En segundo lugar, la crítica a la escalada del poder es inadecuada al menos por dos razones. Primero, porque históricamente no se sigue que todos los gobiernos hayan conducido por igual al “totalitarismo”. Y segundo, porque esta mismo proceso de escalada no es específicamente político, sino genéricamente humano, por lo que es injusto atribuir al estado una tendencia natural hacia la concentración de poder. Esta tendencia a la concentración y el dominio también se da entre personas y corporaciones privadas - y de ahí la necesidad de establecer restricciones al uso de poder. Es decir, de ahí la necesidad de liberalismo político.
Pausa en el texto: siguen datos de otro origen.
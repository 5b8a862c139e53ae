use anyhow::{Context, Result};
use console::style;
use dialoguer::{Confirm, Input};
use indicatif::{ProgressBar, ProgressStyle};
use std::path::{Path, PathBuf};
use std::sync::Arc;
use std::time::Duration;
use tracing::{debug, info};

use crate::config::Config;
use crate::database::IndexStore;
use crate::embeddings::{Embedder, OllamaClient};
use crate::extraction::{DocumentExtractor, TextExtractor, file_extension};
use crate::generation::{ChatTurn, Generator, answer};
use crate::indexer::{ConsistencyValidator, FileOutcome, Indexer, UploadedFile};
use crate::retrieval::{ContextFragment, Retriever, SearchFilters};

/// Long-lived handles shared by every command
struct Session {
    config: Config,
    store: Arc<IndexStore>,
    client: Arc<OllamaClient>,
}

impl Session {
    fn open() -> Result<Self> {
        let config = Config::load().context("Failed to load configuration")?;
        let store = Arc::new(IndexStore::from_config(&config)?);
        let client = Arc::new(
            OllamaClient::new(&config.ollama).context("Failed to initialize Ollama client")?,
        );

        Ok(Self {
            config,
            store,
            client,
        })
    }

    fn indexer(&self) -> Result<Indexer> {
        let embedder: Arc<dyn Embedder> = Arc::clone(&self.client) as Arc<dyn Embedder>;
        let extractor: Arc<dyn TextExtractor> = Arc::new(DocumentExtractor);
        Ok(Indexer::new(
            Arc::clone(&self.store),
            embedder,
            extractor,
            self.config.chunking.clone(),
            self.config.ingestion.clone(),
        )?)
    }

    fn retriever(&self) -> Retriever {
        Retriever::new(
            Arc::clone(&self.store),
            Arc::clone(&self.client) as Arc<dyn Embedder>,
            self.config.retrieval.clone(),
        )
    }
}

#[inline]
pub fn build_filters(sources: Vec<String>, file_types: &[String]) -> SearchFilters {
    SearchFilters::default()
        .with_sources(sources)
        .with_file_types(file_types)
}

/// Upload files, or every supported file directly inside a directory
#[inline]
pub async fn upload_documents(paths: &[PathBuf]) -> Result<()> {
    let session = Session::open()?;
    let indexer = session.indexer()?;

    let mut files = Vec::new();
    for path in collect_upload_paths(paths, DocumentExtractor.supported_extensions())? {
        let file = UploadedFile::from_path(&path)
            .await
            .with_context(|| format!("Failed to read {}", path.display()))?;
        files.push(file);
    }

    if files.is_empty() {
        println!("No documents to upload.");
        return Ok(());
    }

    let bar = if console::user_attended_stderr() {
        ProgressBar::new_spinner().with_style(
            ProgressStyle::with_template("{spinner} {msg}")
                .context("Invalid progress template")?,
        )
    } else {
        ProgressBar::hidden()
    };
    bar.set_message(format!("Indexing {} documents", files.len()));
    bar.enable_steady_tick(Duration::from_millis(120));

    let result = indexer.handle_upload(files).await;
    bar.finish_and_clear();
    let report = result.context("Upload failed, no documents were indexed")?;

    for file in &report.files {
        match &file.outcome {
            FileOutcome::Indexed { chunks, summary } => {
                println!("✅ {} indexed ({} chunks)", style(&file.filename).cyan(), chunks);
                if let Some(summary) = summary {
                    println!("   Summary: {}", summary);
                }
            }
            FileOutcome::Skipped(reason) => {
                println!("⏭️  {} skipped: {}", style(&file.filename).cyan(), reason);
            }
            FileOutcome::Failed(reason) => {
                println!("❌ {} failed: {}", style(&file.filename).cyan(), reason);
            }
        }
    }

    println!();
    println!(
        "{} indexed, {} skipped, {} failed, {} chunks added",
        report.indexed(),
        report.skipped(),
        report.failed(),
        report.chunks_added
    );

    Ok(())
}

fn collect_upload_paths(paths: &[PathBuf], supported: &[&str]) -> Result<Vec<PathBuf>> {
    let mut collected = Vec::new();

    for path in paths {
        if path.is_dir() {
            let mut entries = std::fs::read_dir(path)
                .with_context(|| format!("Failed to read directory {}", path.display()))?
                .filter_map(|entry| entry.ok().map(|e| e.path()))
                .filter(|p| p.is_file() && is_supported(p, supported))
                .collect::<Vec<_>>();
            entries.sort();
            debug!("Found {} documents in {}", entries.len(), path.display());
            collected.extend(entries);
        } else {
            collected.push(path.clone());
        }
    }

    Ok(collected)
}

fn is_supported(path: &Path, supported: &[&str]) -> bool {
    let name = path
        .file_name()
        .map(|n| n.to_string_lossy().into_owned())
        .unwrap_or_default();
    supported.contains(&file_extension(&name).as_str())
}

/// Print the context fragments retrieved for `query`
#[inline]
pub async fn query_documents(query: &str, filters: &SearchFilters, k: Option<usize>) -> Result<()> {
    let session = Session::open()?;
    let retriever = session.retriever();
    let k = k.unwrap_or(session.config.retrieval.top_k);

    let fragments = retriever
        .answer_query_with_k(query, k, filters)
        .await
        .context("Search failed")?;

    if fragments.is_empty() {
        println!("No matching context found.");
        return Ok(());
    }

    for fragment in &fragments {
        println!(
            "{} {}",
            style(format!("#{} ({:.3})", fragment.rank + 1, fragment.distance)).dim(),
            fragment
        );
        println!();
    }

    Ok(())
}

/// Answer `question` from the indexed documents. Without a question, start an
/// interactive chat that carries recent turns into each prompt.
#[inline]
pub async fn ask_question(question: Option<String>, filters: &SearchFilters) -> Result<()> {
    let session = Session::open()?;
    let retriever = session.retriever();
    let generator: &dyn Generator = session.client.as_ref();
    let history_turns = session.config.retrieval.history_turns;

    if let Some(question) = question {
        let fragments = retriever.answer_query(&question, filters).await?;
        let answer = answer(generator, &question, fragments, &[], history_turns).await?;
        print_answer(&answer.text, &answer.context);
        return Ok(());
    }

    let mut history = Vec::new();
    loop {
        let question: String = Input::new()
            .with_prompt("Question (empty to quit)")
            .allow_empty(true)
            .interact_text()?;
        let question = question.trim().to_string();
        if question.is_empty() {
            break;
        }

        let fragments = retriever.answer_query(&question, filters).await?;
        let answer = answer(generator, &question, fragments, &history, history_turns).await?;
        print_answer(&answer.text, &answer.context);

        history.push(ChatTurn::user(question));
        history.push(ChatTurn::assistant(answer.text));
    }

    Ok(())
}

fn print_answer(text: &str, context: &[ContextFragment]) {
    println!("{} {}", style("Answer:").bold().green(), text);

    if !context.is_empty() {
        let mut sources: Vec<&str> = Vec::new();
        for fragment in context {
            if !sources.contains(&fragment.source.as_str()) {
                sources.push(&fragment.source);
            }
        }
        println!("{} {}", style("Sources:").dim(), sources.join(", "));
    }
    println!();
}

/// Delete the index, metadata and every uploaded document
#[inline]
pub async fn reset_index(assume_yes: bool) -> Result<()> {
    let session = Session::open()?;

    if !assume_yes
        && !Confirm::new()
            .with_prompt("Delete the index and all uploaded documents?")
            .default(false)
            .interact()?
    {
        println!("Reset cancelled.");
        return Ok(());
    }

    session.indexer()?.reset_all().await?;
    info!("Reset completed");
    println!("🗑️  Index and documents cleared.");
    Ok(())
}

/// Show configuration, Ollama health and index consistency
#[inline]
pub async fn show_status(fix: bool) -> Result<()> {
    let session = Session::open()?;
    let config = &session.config;

    println!("📊 Docs QA Status Report");
    println!("{}", "=".repeat(50));
    println!();

    println!("🤖 Ollama Status:");
    match session.client.health_check() {
        Ok(()) => {
            println!(
                "   ✅ Ollama: Connected ({}:{})",
                config.ollama.host, config.ollama.port
            );
        }
        Err(e) => println!("   ⚠️  Ollama: Unavailable - {:#}", e),
    }
    println!("   📋 Embedding model: {}", config.ollama.model);
    println!("   💬 Generation model: {}", config.ollama.generation_model);
    println!();

    println!("🔍 Index Status:");
    let validator = ConsistencyValidator::new(&session.store);
    let report = match validator.validate_consistency().await {
        Ok(report) => report,
        Err(e) => {
            println!("   ❌ Index could not be loaded - {}", e);
            println!("   Run 'docs-qa reset' to start over.");
            return Ok(());
        }
    };

    match report.dimension {
        Some(dimension) => println!(
            "   🧮 Chunks: {} ({} dimensions)",
            report.index_vectors, dimension
        ),
        None => println!("   💤 Nothing indexed yet"),
    }
    println!("   📚 Documents: {}", report.indexed_sources.len());
    for source in &report.indexed_sources {
        println!("      - {}", source);
    }

    if report.is_consistent {
        println!("   ✅ {}", report.summary());
        return Ok(());
    }

    println!("   ⚠️  {}", report.summary());
    for name in &report.orphaned_documents {
        println!("      stored but not indexed: {}", name);
    }
    for name in &report.missing_documents {
        println!("      indexed but file missing: {}", name);
    }

    if fix {
        let removed = session.indexer()?.cleanup_orphaned_documents().await?;
        println!("   🧹 Removed {} orphaned documents", removed);
    } else if !report.orphaned_documents.is_empty() {
        println!("   Run 'docs-qa status --fix' to remove orphaned documents.");
    }

    Ok(())
}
Una objeción incluso más fuerte contra el ancapismo para mí procede del argumento de la evolución. Si la anarquía de mercado es la única compatible con la “naturaleza humana”, ¿por qué entonces no se ha seleccionado? ¿por qué se han seleccionado distintos sistemas de gobierno, pero no un sistema de administración y judicial basado en el liberalismo “puro”? Es decir, el ancap “naturalista” está obligado aquí a presentar los sistemas políticos con gobierno centralizado como meros “cambios” o “transformaciones” reversibles, pero no genuinas evoluciones humanas.
Words by Eduardo on July 7, 2007 at 4:29 pm | #
Eduardo, es cierto lo que dices. Lo que pasa es que el nivel an-cap patrio está haciendo parecer que, además de una doctrina errónea, es de un pedestre que asusta. Habría que preguntarse, para empezar, si muchos de los que se tiran al charco del ancapismo comprenden todas la implicaciones del credo y saben, en definitiva, de lo que están hablando. Y creo que estamos de acuerdo en la crítica fundamental: no sólo no es “la teoría que mejor se ajusta a la naturaleza humana”, sino que choca frontalmente con erlla.
Words by J on July 8, 2007 at 8:24 am | #
Eduardo, J, gracias por vuestors comentarios. Sentíos en vuestra casa.
Sin duda los maticves que introduce Eduardo son ciertos, aunque las críticas al an-capitalismo siguen siendo igualmente pertinentes: suprimido el Esatdo, sigue siendo muy complicado el control y la limitación del poder. Y efectivamente, J.: el problema se hunde en el modo de entender la naturaleza humana. Creo que hoy se puede ser cualquier cosa menos predarwiniano.
Celebro que haya más “liberales materialistas”, si es que la etiqueta tiene algún sentido.